I'm patiently awaiting the U3 patch like everyone else, but I am HIGHLY skeptical that it will document the precise root causes of this issue and what exact methods the patch is using to mitigate them. Maybe VMware will surprise me with transparency 😉

einstein-a-go-g
Hot Shot
Hot Shot

I think all our true facts!

and they did no testing!

we have had very few failures of USB or SD cards since 2004 with ESXi but then I cannot remember the last time I changed a spinning rust disk either in SANs NAS either they seem to run for years now without failure!

Reply
0 Kudos
sbd27
Contributor
Contributor

@PatrickDLong So you are correct. I would not recommend replacing any current embedded ESXi solution mainly because, at least with Dell, you can't!
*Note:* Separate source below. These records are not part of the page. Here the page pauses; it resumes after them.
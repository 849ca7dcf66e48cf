//! Configuration for the Vigil service
//!
//! Configuration is layered: built-in defaults, an optional TOML file,
//! `VIGIL_*` environment variables and finally command line overrides. The
//! resulting [`ServiceConfig`] is built once at startup and passed explicitly
//! to everything that needs it.

pub mod service;
pub mod traits;
pub mod validation;

pub use service::{
    CatalogConfig, EnvironmentProfile, ExecutionConfig, ResolvedEnvironment, ServerConfig,
    ServiceConfig,
};
pub use traits::VigilConfig;
pub use validation::{ConfigValidator, ValidationError};
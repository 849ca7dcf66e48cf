//! Core configuration trait

use crate::VigilError;
use std::path::Path;

/// Common behaviour of Vigil configuration records
pub trait VigilConfig: Clone + Default + Send + Sync + 'static {
    /// Get default configuration values
    fn defaults() -> Self {
        Self::default()
    }

    /// Load configuration from a file, filling unspecified fields with defaults
    fn load_from_file(path: &Path) -> Result<Self, VigilError>;

    /// Merge values from `VIGIL_*` process environment variables
    fn merge_with_env(&mut self) -> Result<(), VigilError> {
        self.merge_with_vars(std::env::vars())
    }

    /// Merge values from an explicit set of `(name, value)` variables
    fn merge_with_vars<I>(&mut self, vars: I) -> Result<(), VigilError>
    where
        I: IntoIterator<Item = (String, String)>;

    /// Validate the configuration
    fn validate(&self) -> Result<(), VigilError>;

    /// Set a configuration value from a dotted key (for CLI parsing)
    fn set_from_string(&mut self, key: &str, value: &str) -> Result<(), VigilError>;
}
//! Vigil Testing Infrastructure
//!
//! Shared fixtures for engine and server tests: catalog builders, scripted
//! executors, a controllable clock, in-memory capability sets and proptest
//! strategies.

#![allow(clippy::unwrap_used)]
#![allow(clippy::expect_used)]
//!
//! # Usage
//!
//! ```toml
//! [dev-dependencies]
//! vigil-testkit = { path = "../vigil-testkit" }
//! ```
//!
//! ```rust,no_run
//! use vigil_testkit::*;
//!
//! # async fn demo() {
//! let catalog = catalog_from([
//!     ScenarioBuilder::new("smoke/a.toml").tag("@smoke").build(),
//!     ScenarioBuilder::new("smoke/b.toml").tag("@smoke").build(),
//! ]);
//! let executor = ScriptedExecutor::new().fail("smoke/b.toml", "broken");
//! let service = service_with(catalog, executor);
//! let report = service.execute(Default::default()).await;
//! assert_eq!(report.response.failed_scenarios, 1);
//! # }
//! ```

pub mod builders;
pub mod effects;
pub mod executors;
pub mod strategies;
pub mod time;

pub use builders::*;
pub use effects::*;
pub use executors::*;
pub use time::*;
When you purchase a diskless server from Dell without a Perc card and drive cages, they do not support installing them afterwards, you are stuck.

What makes matters even worse for me (and I have to assume other customers) is that I have some R730s that are diskless with only the IDSDM solution, and the R730 (which is still an ESXi supported server) does not support the BOSS card . If this fix does not work I have to replace servers I did not budget for in my upgrade project. 

However, all new servers that I purchase will not longer utilize a diskless config. I can easily have a non-technical person replace a bad swappable SSD RAID drive, but replacing a BOSS card or its attached SSD requires downtime and opening the hood of the server. No Thanks!